### WHAT YOU HAVE TO DO
Print the data below exactly as it appears.

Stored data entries
◇ ◇ ◇

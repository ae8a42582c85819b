use std::result::Result as StdResult;

use thiserror::Error;

/// Unified error type for engine, storage, and configuration layers.
#[derive(Debug, Error)]
pub enum EngineError {
    #[error("Account not found: {0}")]
    AccountNotFound(String),
    #[error("Category not found: {0}")]
    CategoryNotFound(String),
    #[error("Invalid input: {0}")]
    InvalidInput(String),
    #[error("Budget percentages must total 100% (got {0}%)")]
    PercentageSum(f64),
    #[error("Persistence error: {0}")]
    Storage(String),
    #[error("Configuration error: {0}")]
    Config(String),
}

pub type Result<T> = StdResult<T, EngineError>;

impl From<std::io::Error> for EngineError {
    fn from(err: std::io::Error) -> Self {
        EngineError::Storage(err.to_string())
    }
}

impl From<serde_json::Error> for EngineError {
    fn from(err: serde_json::Error) -> Self {
        EngineError::Storage(err.to_string())
    }
}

◇ ◇ ◇

### RESULT
repository ae8a42582c85819b
use std::result::Result as StdResult;

use thiserror::Error;

/// Unified error type for engine, storage, and configuration layers.
#[derive(Debug, Error)]
pub enum EngineError {
    #[error("Account not found: {0}")]
    AccountNotFound(String),
    #[error("Category not found: {0}")]
    CategoryNotFound(String),
    #[error("Invalid input: {0}")]
    InvalidInput(String),
    #[error("Budget percentages must total 100% (got {0}%)")]
    PercentageSum(f64),
    #[error("Persistence error: {0}")]
    Storage(String),
    #[error("Configuration error: {0}")]
    Config(String),
}

pub type Result<T> = StdResult<T, EngineError>;

impl From<std::io::Error> for EngineError {
    fn from(err: std::io::Error) -> Self {
        EngineError::Storage(err.to_string())
    }
}

impl From<serde_json::Error> for EngineError {
    fn from(err: serde_json::Error) -> Self {
        EngineError::Storage(err.to_string())
    }
}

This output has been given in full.